PROBLEM → Only the lines from the one containing "the first context" through the one containing "let values = JsonPath::root(envelope)" should be printed, exactly as they appear below, with both ends included.

Stored data:
^^^^^^^^

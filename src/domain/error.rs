// Error taxonomy shared by the poll cycle
use crate::domain::metric::Metric;
use thiserror::Error;

#[derive(Debug, Error)]
pub enum MonitorError {
    /// Bad status, transport failure or timeout from the historical-data endpoint.
    #[error("upstream request to {url} failed: {reason}")]
    Upstream {
        url: String,
        status: Option<u16>,
        reason: String,
    },

    #[error("malformed upstream response at {path}: {reason}")]
    MalformedResponse { path: String, reason: String },

    #[error("unrecognised timestamp {raw:?}")]
    TimestampFormat { raw: String },

    /// Bad status, transport failure or timeout from the control endpoint.
    #[error("actuator command failed (status {}): {body}", format_status(.status))]
    Actuator { status: Option<u16>, body: String },

    #[error("incomplete cycle, missing {}", format_metrics(.missing))]
    IncompleteCycle { missing: Vec<Metric> },
}

fn format_status(status: &Option<u16>) -> String {
    match status {
        Some(code) => code.to_string(),
        None => "none".to_string(),
    }
}

fn format_metrics(metrics: &[Metric]) -> String {
    metrics
        .iter()
        .map(Metric::as_str)
        .collect::<Vec<_>>()
        .join(", ")
}
// Historical-data (STH) client
use crate::application::ports::TimeseriesSource;
use crate::domain::error::MonitorError;
use crate::domain::metric::{Metric, RawSample};
use crate::infrastructure::config::{AttributeNames, UpstreamConfig};
use anyhow::Context;
use async_trait::async_trait;
use serde_json::Value;
use std::time::Duration;

#[derive(Debug, Clone)]
pub struct TimeseriesClient {
    http: reqwest::Client,
    base_url: String,
    entity_type: String,
    entity_id: String,
    fiware_service: String,
    fiware_service_path: String,
    attributes: AttributeNames,
}

impl TimeseriesClient {
    pub fn new(config: &UpstreamConfig) -> anyhow::Result<Self> {
        let http = reqwest::Client::builder()
            .timeout(Duration::from_millis(config.request_timeout_ms))
            .build()
            .context("Failed to build upstream HTTP client")?;

        Ok(Self {
            http,
            base_url: config.base_url.trim_end_matches('/').to_string(),
            entity_type: config.entity_type.clone(),
            entity_id: config.entity_id.clone(),
            fiware_service: config.fiware_service.clone(),
            fiware_service_path: config.fiware_service_path.clone(),
            attributes: config.attributes.clone(),
        })
    }

    fn attribute_url(&self, metric: Metric) -> String {
        format!(
            "{}/STH/v1/contextEntities/type/{}/id/{}/attributes/{}",
            self.base_url,
            self.entity_type,
            self.entity_id,
            self.attributes.name(metric)
        )
    }
}

#[async_trait]
impl TimeseriesSource for TimeseriesClient {
    async fn fetch(&self, metric: Metric, last_n: usize) -> Result<Vec<RawSample>, MonitorError> {
        let url = self.attribute_url(metric);
        let upstream_error = |status: Option<u16>, reason: String| MonitorError::Upstream {
            url: url.clone(),
            status,
            reason,
        };

        tracing::debug!(%metric, %url, last_n, "requesting samples");
        let response = self
            .http
            .get(&url)
            .query(&[("lastN", last_n)])
            .header("fiware-service", &self.fiware_service)
            .header("fiware-servicepath", &self.fiware_service_path)
            .header("Accept", "application/json")
            .send()
            .await
            .map_err(|e| upstream_error(None, e.to_string()))?;

        if !response.status().is_success() {
            let status = response.status();
            let body = response.text().await.unwrap_or_default();
            return Err(upstream_error(
                Some(status.as_u16()),
                format!("status {}: {}", status, body),
            ));
        }

        let body = response.bytes().await.map_err(|e| upstream_error(None, e.to_string()))?;
        let envelope: Value = serde_json::from_slice(&body).map_err(|e| MonitorError::MalformedResponse {
            path: "$".to_string(),
            reason: e.to_string(),
        })?;

        let samples = parse_envelope(&envelope)?;
        tracing::debug!(%metric, count = samples.len(), "received samples");
        Ok(samples)
    }

    fn endpoint(&self, metric: Metric) -> String {
        self.attribute_url(metric)
    }
}

/// Extract the `values` array of the first attribute of the first context
/// response. Any missing step is reported with its path, never skipped.
pub fn parse_envelope(envelope: &Value) -> Result<Vec<RawSample>, MonitorError> {
    let values = JsonPath::root(envelope)
        .key("contextResponses")?
        .index(0)?
        .key("contextElement")?
        .key("attributes")?
        .index(0)?
        .key("values")?;

    let count = values.array_len()?;
    (0..count)
        .map(|i| -> Result<RawSample, MonitorError> {
            let entry = values.index(i)?;
            Ok(RawSample::new(
                i,
                entry.key("attrValue")?.text()?,
                entry.key("recvTime")?.text()?,
            ))
        })
        .collect()
}

struct JsonPath<'a> {
    value: &'a Value,
    path: String,
}

impl<'a> JsonPath<'a> {
    fn root(value: &'a Value) -> Self {
        Self {
            value,
            path: String::new(),
        }
    }

    fn key(&self, key: &str) -> Result<JsonPath<'a>, MonitorError> {
        let path = if self.path.is_empty() {
            key.to_string()
        } else {
            format!("{}.{}", self.path, key)
        };
        match self.value.as_object().and_then(|o| o.get(key)) {
            Some(value) => Ok(JsonPath { value, path }),
            None => Err(malformed(path, "missing key")),
        }
    }

    fn index(&self, index: usize) -> Result<JsonPath<'a>, MonitorError> {
        let path = format!("{}[{}]", self.path, index);
        match self.value.as_array().and_then(|a| a.get(index)) {
            Some(value) => Ok(JsonPath { value, path }),
            None => Err(malformed(path, "missing element")),
        }
    }

    fn array_len(&self) -> Result<usize, MonitorError> {
        self.value
            .as_array()
            .map(Vec::len)
            .ok_or_else(|| malformed(self.path.clone(), "expected an array"))
    }

    fn text(&self) -> Result<String, MonitorError> {
        match self.value {
            Value::String(s) => Ok(s.clone()),
            Value::Number(n) => Ok(n.to_string()),
            _ => Err(malformed(self.path.clone(), "expected a string or number")),
        }
    }
}

fn malformed(path: String, reason: &str) -> MonitorError {
    MonitorError::MalformedResponse {
        path,
        reason: reason.to_string(),
    }
}

#[cfg(test)]
mod tests {
    use super::*;
    use crate::infrastructure::fake_server;
    use axum::extract::{Path, Query};
    use axum::http::{HeaderMap, StatusCode};
    use axum::response::IntoResponse;
    use axum::routing::get;
    use axum::{Json, Router};
    use serde_json::json;
    use std::collections::HashMap;

    fn envelope(values: Value) -> Value {
        json!({
            "contextResponses": [{
                "contextElement": {
                    "attributes": [{ "name": "temperature", "values": values }],
                    "id": "urn:ngsi-ld:Lamp:001",
                    "isPattern": false
                },
                "statusCode": { "code": "200", "reasonPhrase": "OK" }
            }]
        })
    }

    fn expect_path(result: Result<Vec<RawSample>, MonitorError>, expected: &str) {
        match result {
            Err(MonitorError::MalformedResponse { path, .. }) => assert_eq!(path, expected),
            other => panic!("expected malformed response at {}, got {:?}", expected, other),
        }
    }

    #[test]
    fn test_parse_envelope_values() {
        let body = envelope(json!([
            { "_id": "a", "attrType": "Float", "attrValue": "21.5", "recvTime": "2024-03-01T10:15:30.123Z" },
            { "_id": "b", "attrType": "Float", "attrValue": 22, "recvTime": "2024-03-01T10:15:40.123Z" }
        ]));

        let samples = parse_envelope(&body).unwrap();

        assert_eq!(
            samples,
            vec![
                RawSample::new(0, "21.5", "2024-03-01T10:15:30.123Z"),
                RawSample::new(1, "22", "2024-03-01T10:15:40.123Z"),
            ]
        );
    }

    #[test]
    fn test_empty_values_is_not_an_error() {
        assert!(parse_envelope(&envelope(json!([]))).unwrap().is_empty());
    }

    #[test]
    fn test_missing_keys_name_their_path() {
        expect_path(parse_envelope(&json!({})), "contextResponses");
        expect_path(parse_envelope(&json!({ "contextResponses": [] })), "contextResponses[0]");
        expect_path(
            parse_envelope(&json!({ "contextResponses": [{ "contextElement": {} }] })),
            "contextResponses[0].contextElement.attributes",
        );
        expect_path(
            parse_envelope(&json!({ "contextResponses": [{ "contextElement": { "attributes": [{}] } }] })),
            "contextResponses[0].contextElement.attributes[0].values",
        );
        expect_path(
            parse_envelope(&envelope(json!([{ "attrValue": "1" }]))),
            "contextResponses[0].contextElement.attributes[0].values[0].recvTime",
        );
    }

    #[test]
    fn test_wrong_types_are_malformed() {
        expect_path(
            parse_envelope(&envelope(json!({ "attrValue": "1" }))),
            "contextResponses[0].contextElement.attributes[0].values",
        );
        expect_path(
            parse_envelope(&envelope(json!([{ "attrValue": null, "recvTime": "2024-03-01T10:15:30Z" }]))),
            "contextResponses[0].contextElement.attributes[0].values[0].attrValue",
        );
    }

    fn client(base_url: String) -> TimeseriesClient {
        let mut config = UpstreamConfig::default();
        config.base_url = format!("{}/", base_url);
        config.entity_id = "lamp1".to_string();
        config.attributes.humidity = "umity".to_string();
        TimeseriesClient::new(&config).unwrap()
    }

    async fn sth_handler(
        Path((entity_type, entity_id, attribute)): Path<(String, String, String)>,
        Query(query): Query<HashMap<String, String>>,
        headers: HeaderMap,
    ) -> impl IntoResponse {
        let service = headers.get("fiware-service").and_then(|v| v.to_str().ok());
        let service_path = headers.get("fiware-servicepath").and_then(|v| v.to_str().ok());
        if service != Some("smart") || service_path != Some("/") {
            return (StatusCode::BAD_REQUEST, Json(json!({ "error": "missing fiware headers" })));
        }
        if entity_type != "Lamp" || entity_id != "lamp1" || attribute != "umity" {
            return (StatusCode::NOT_FOUND, Json(json!({ "error": "unknown attribute" })));
        }
        let last_n: usize = query.get("lastN").and_then(|n| n.parse().ok()).unwrap_or(0);
        let values: Vec<Value> = (0..last_n)
            .map(|i| json!({ "attrValue": format!("{}", 40 + i), "recvTime": format!("2024-03-01T10:15:{:02}Z", i) }))
            .collect();
        (StatusCode::OK, Json(envelope(Value::Array(values))))
    }

    fn sth_router() -> Router {
        Router::new().route(
            "/STH/v1/contextEntities/type/:entity_type/id/:entity_id/attributes/:attribute",
            get(sth_handler),
        )
    }

    #[tokio::test]
    async fn test_fetch_against_endpoint() {
        let client = client(fake_server::spawn(sth_router()).await);

        let samples = client.fetch(Metric::Humidity, 3).await.unwrap();

        assert_eq!(samples.len(), 3);
        assert_eq!(samples[2], RawSample::new(2, "42", "2024-03-01T10:15:02Z"));
    }

    #[tokio::test]
    async fn test_bad_status_is_upstream_error() {
        let base_url = fake_server::spawn(sth_router()).await;
        let client = client(base_url.clone());

        match client.fetch(Metric::Temperature, 3).await {
            Err(MonitorError::Upstream { url, status, .. }) => {
                assert_eq!(status, Some(404));
                assert_eq!(
                    url,
                    format!("{}/STH/v1/contextEntities/type/Lamp/id/lamp1/attributes/temperature", base_url)
                );
            }
            other => panic!("expected upstream error, got {:?}", other),
        }
    }

    #[tokio::test]
    async fn test_non_json_body_is_malformed() {
        let router = Router::new().route(
            "/STH/v1/contextEntities/type/:entity_type/id/:entity_id/attributes/:attribute",
            get(|| async { "<html>maintenance</html>" }),
        );
        let client = client(fake_server::spawn(router).await);

        expect_path(client.fetch(Metric::Luminosity, 1).await, "$");
    }

    #[tokio::test]
    async fn test_unreachable_endpoint_is_upstream_error() {
        let listener = tokio::net::TcpListener::bind("127.0.0.1:0").await.unwrap();
        let addr = listener.local_addr().unwrap();
        drop(listener);
        let client = client(format!("http://{}", addr));

        assert!(matches!(
            client.fetch(Metric::Luminosity, 1).await,
            Err(MonitorError::Upstream { status: None, .. })
        ));
    }
}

^^^^^^^^

ANSWER AREA →
/// Extract the `values` array of the first attribute of the first context
/// response. Any missing step is reported with its path, never skipped.
pub fn parse_envelope(envelope: &Value) -> Result<Vec<RawSample>, MonitorError> {
    let values = JsonPath::root(envelope)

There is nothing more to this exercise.